■ **Assignment**
For the entries below, report every line that includes the word "stderr".

(Dataset entries)
....

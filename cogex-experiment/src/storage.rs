//! Files read and written by a run.
//!
//! Layout under the experiment directory:
//! `input/` holds the catalog, question table and instruction texts,
//! `input/images/` the image stimuli, and `data/` receives the output.

use std::fs::{self, OpenOptions};
use std::path::{Path, PathBuf};

use csv::{ReaderBuilder, StringRecord, WriterBuilder};
use tracing::{debug, info};

use crate::error::{ExperimentError, Result};
use crate::intake::{FieldKind, ParticipantInfo, Question};
use crate::recorder::Summary;
use crate::task::{Row, Task};

#[derive(Debug, Clone)]
pub struct ExperimentFiles {
    root: PathBuf,
}

impl ExperimentFiles {
    pub fn new(root: impl Into<PathBuf>) -> Self {
        Self { root: root.into() }
    }

    pub fn root(&self) -> &Path {
        &self.root
    }

    pub fn input_dir(&self) -> PathBuf {
        self.root.join("input")
    }

    pub fn images_dir(&self) -> PathBuf {
        self.input_dir().join("images")
    }

    pub fn data_dir(&self) -> PathBuf {
        self.root.join("data")
    }

    /// Resolves an input file and fails if it does not exist.
    pub fn input(&self, name: &str) -> Result<PathBuf> {
        let path = self.input_dir().join(name);
        if path.is_file() {
            Ok(path)
        } else {
            Err(ExperimentError::MissingResource { path })
        }
    }

    pub fn ensure_data_dir(&self) -> Result<PathBuf> {
        let dir = self.data_dir();
        if !dir.is_dir() {
            fs::create_dir_all(&dir)?;
            info!(path = %dir.display(), "created data directory");
        }
        Ok(dir)
    }

    pub fn load_text(&self, name: &str) -> Result<String> {
        let path = self.input(name)?;
        Ok(fs::read_to_string(path)?)
    }

    /// Reads the stimulus catalog. The header row is skipped; the first two
    /// columns are the identifier and the category label.
    pub fn load_catalog<T: Task>(&self, task: &T, name: &str) -> Result<Vec<Row<T>>> {
        let path = self.input(name)?;
        let images = self.images_dir();
        let mut reader = ReaderBuilder::new().flexible(true).from_path(&path)?;

        let mut rows = Vec::new();
        for record in reader.records() {
            let record = record?;
            let line = line_of(&record);
            let (Some(identifier), Some(label)) = (record.get(0), record.get(1)) else {
                return Err(ExperimentError::Catalog {
                    path: path.clone(),
                    line,
                    message: "expected an identifier and a category".into(),
                });
            };
            let row = task
                .catalog_row(identifier.trim(), label, &images)
                .map_err(|err| ExperimentError::Catalog {
                    path: path.clone(),
                    line,
                    message: err.to_string(),
                })?;
            rows.push(row);
        }

        debug!(path = %path.display(), rows = rows.len(), "catalog loaded");
        Ok(rows)
    }

    /// Reads the intake question table:
    /// `label, required (True/False), field kind, default or choices`.
    pub fn load_questions(&self, name: &str) -> Result<Vec<Question>> {
        let path = self.input(name)?;
        let mut reader = ReaderBuilder::new().flexible(true).from_path(&path)?;

        let mut questions = Vec::new();
        for record in reader.records() {
            let record = record?;
            let line = line_of(&record);
            let invalid = |message: String| ExperimentError::Questions {
                path: path.clone(),
                line,
                message,
            };
            if record.len() < 3 {
                return Err(invalid(format!(
                    "expected at least 3 columns, found {}",
                    record.len()
                )));
            }
            let kind = FieldKind::parse(&record[2], record.get(3).unwrap_or(""))
                .map_err(invalid)?;
            questions.push(Question {
                label: record[0].to_string(),
                required: record[1].trim() == "True",
                kind,
            });
        }
        Ok(questions)
    }
}

/// Header of an existing, non-empty CSV file.
fn existing_header(path: &Path) -> Result<Option<StringRecord>> {
    if fs::metadata(path).map_or(true, |meta| meta.len() == 0) {
        return Ok(None);
    }
    let mut reader = ReaderBuilder::new().flexible(true).from_path(path)?;
    Ok(Some(reader.headers()?.clone()))
}

fn line_of(record: &StringRecord) -> u64 {
    record.position().map_or(0, |pos| pos.line())
}

/// Persistence of a finished run.
pub trait ResponseSink {
    /// Writes the response table and returns where it went.
    fn save_responses(
        &mut self,
        participant: &str,
        date: &str,
        header: &[&str],
        rows: &[Vec<String>],
    ) -> Result<PathBuf>;

    fn save_summary(
        &mut self,
        participant: &str,
        date: &str,
        summary: &Summary,
    ) -> Result<PathBuf>;

    /// Appends the participant's info to the summary table.
    fn append_participant(&mut self, info: &ParticipantInfo) -> Result<PathBuf>;
}

/// Writes CSV (and a JSON summary) into the experiment's data directory.
#[derive(Debug, Clone)]
pub struct CsvStore {
    data_dir: PathBuf,
    participants_file: String,
}

impl CsvStore {
    pub fn new(data_dir: impl Into<PathBuf>, participants_file: impl Into<String>) -> Self {
        Self {
            data_dir: data_dir.into(),
            participants_file: participants_file.into(),
        }
    }
}

impl ResponseSink for CsvStore {
    fn save_responses(
        &mut self,
        participant: &str,
        date: &str,
        header: &[&str],
        rows: &[Vec<String>],
    ) -> Result<PathBuf> {
        let path = self.data_dir.join(format!("{participant}_{date}.csv"));
        let mut writer = WriterBuilder::new().from_path(&path)?;
        writer.write_record(header)?;
        for row in rows {
            writer.write_record(row)?;
        }
        writer.flush()?;
        info!(path = %path.display(), rows = rows.len(), "responses saved");
        Ok(path)
    }

    fn save_summary(
        &mut self,
        participant: &str,
        date: &str,
        summary: &Summary,
    ) -> Result<PathBuf> {
        let path = self.data_dir.join(format!("{participant}_{date}.json"));
        let file = fs::File::create(&path)?;
        serde_json::to_writer_pretty(file, summary)?;
        debug!(path = %path.display(), "summary saved");
        Ok(path)
    }

    fn append_participant(&mut self, info: &ParticipantInfo) -> Result<PathBuf> {
        let path = self.data_dir.join(&self.participants_file);
        let header = existing_header(&path)?;
        let file = OpenOptions::new().create(true).append(true).open(&path)?;
        let mut writer = WriterBuilder::new().flexible(true).from_writer(file);
        match header {
            None => {
                writer.write_record(info.keys())?;
                writer.write_record(info.values())?;
            }
            Some(columns) => {
                let mut row: Vec<&str> = columns
                    .iter()
                    .map(|column| info.get(column).unwrap_or(""))
                    .collect();
                // Keys the header lacks (e.g. `duration`) trail its columns.
                row.extend(
                    info.keys()
                        .zip(info.values())
                        .filter(|(key, _)| !columns.iter().any(|column| column == *key))
                        .map(|(_, value)| value),
                );
                writer.write_record(row)?;
            }
        }
        writer.flush()?;
        info!(path = %path.display(), "participant info appended");
        Ok(path)
    }
}
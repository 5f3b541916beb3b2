//! Diagnostics for operators, written to stderr so they never mix with what
//! the participant sees on stdout.

use tracing_subscriber::{fmt, layer::SubscriberExt, util::SubscriberInitExt, EnvFilter};

/// Reads `RUST_LOG`, defaulting to `warn`. Compact format on stderr.
///
/// ```bash
/// RUST_LOG=cogex_experiment=debug cogex --task word-recognition --dir ./word
/// ```
pub fn init() {
    let filter = EnvFilter::try_from_default_env().unwrap_or_else(|_| EnvFilter::new("warn"));

    tracing_subscriber::registry()
        .with(filter)
        .with(fmt::layer().with_writer(std::io::stderr).compact())
        .init();
}
use std::fmt;
use std::path::PathBuf;
use std::str::FromStr;

use serde::{Deserialize, Serialize};
use thiserror::Error;

use crate::key::Key;

/// Content category of a catalog row.
///
/// Implementors are closed enums, which keeps every correct-response mapping
/// total over its domain. Parsing happens once, when the catalog is loaded.
pub trait Category:
    Copy + Eq + Send + Sync + fmt::Debug + fmt::Display + FromStr<Err = UnknownLabel>
{
}

#[derive(Debug, Clone, PartialEq, Eq, Error)]
#[error("unknown {kind} label {label:?}")]
pub struct UnknownLabel {
    pub kind: &'static str,
    pub label: String,
}

/// Category of an image in the sorting task.
#[derive(Debug, Clone, Copy, PartialEq, Eq, Hash, Serialize, Deserialize)]
#[serde(rename_all = "snake_case")]
pub enum ImageContent {
    Animal,
    Object,
}

impl fmt::Display for ImageContent {
    fn fmt(&self, f: &mut fmt::Formatter<'_>) -> fmt::Result {
        f.write_str(match self {
            ImageContent::Animal => "animal",
            ImageContent::Object => "object",
        })
    }
}

impl FromStr for ImageContent {
    type Err = UnknownLabel;

    fn from_str(s: &str) -> Result<Self, Self::Err> {
        match s.trim() {
            "animal" => Ok(ImageContent::Animal),
            "object" => Ok(ImageContent::Object),
            other => Err(UnknownLabel {
                kind: "image content",
                label: other.to_string(),
            }),
        }
    }
}

impl Category for ImageContent {}

/// Category of a letter string in the recognition task.
///
/// Only `non-word` is singled out; any other label counts as a word.
#[derive(Debug, Clone, Copy, PartialEq, Eq, Hash, Serialize, Deserialize)]
#[serde(rename_all = "kebab-case")]
pub enum Lexicality {
    Word,
    NonWord,
}

impl fmt::Display for Lexicality {
    fn fmt(&self, f: &mut fmt::Formatter<'_>) -> fmt::Result {
        f.write_str(match self {
            Lexicality::Word => "word",
            Lexicality::NonWord => "non-word",
        })
    }
}

impl FromStr for Lexicality {
    type Err = UnknownLabel;

    fn from_str(s: &str) -> Result<Self, Self::Err> {
        if s.trim() == "non-word" {
            Ok(Lexicality::NonWord)
        } else {
            Ok(Lexicality::Word)
        }
    }
}

impl Category for Lexicality {}

#[derive(Debug, Clone, Copy, PartialEq, Eq, Hash, Default, Serialize, Deserialize)]
#[serde(rename_all = "snake_case")]
pub enum Orientation {
    #[default]
    Upright,
    Inverted,
}

impl Orientation {
    pub fn is_inverted(self) -> bool {
        matches!(self, Orientation::Inverted)
    }
}

/// Distinguishes an item's first exposure from its repeat within a condition.
#[derive(Debug, Clone, Copy, PartialEq, Eq, Hash, Default, Serialize)]
#[serde(into = "u8")]
pub enum PresentationTime {
    #[default]
    First,
    Repeat,
}

impl PresentationTime {
    /// Numeric class written to output files: 1 for first exposure, 2 for repeat.
    pub fn class(self) -> u8 {
        match self {
            PresentationTime::First => 1,
            PresentationTime::Repeat => 2,
        }
    }
}

impl From<PresentationTime> for u8 {
    fn from(time: PresentationTime) -> Self {
        time.class()
    }
}

/// What the presentation surface draws for a stimulus.
#[derive(Debug, Clone, PartialEq, Eq, Hash)]
pub enum StimulusSource {
    Image(PathBuf),
    Text(String),
}

/// One row of the stimulus catalog, after its category label was parsed.
#[derive(Debug, Clone, PartialEq, Eq)]
pub struct CatalogRow<C: Category> {
    pub name: String,
    pub category: C,
    /// Category label as written in the catalog.
    pub label: String,
    pub source: StimulusSource,
}

/// Fully specified stimulus, as played by the trial runner.
#[derive(Debug, Clone, PartialEq, Eq)]
pub struct StimulusDescriptor<C, K> {
    pub name: String,
    pub condition: K,
    pub orientation: Orientation,
    pub presentation: PresentationTime,
    pub category: C,
    pub label: String,
    pub source: StimulusSource,
    pub correct_response: Key,
}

....

■ **Task result**
//! Diagnostics for operators, written to stderr so they never mix with what
/// Reads `RUST_LOG`, defaulting to `warn`. Compact format on stderr.
        .with(fmt::layer().with_writer(std::io::stderr).compact())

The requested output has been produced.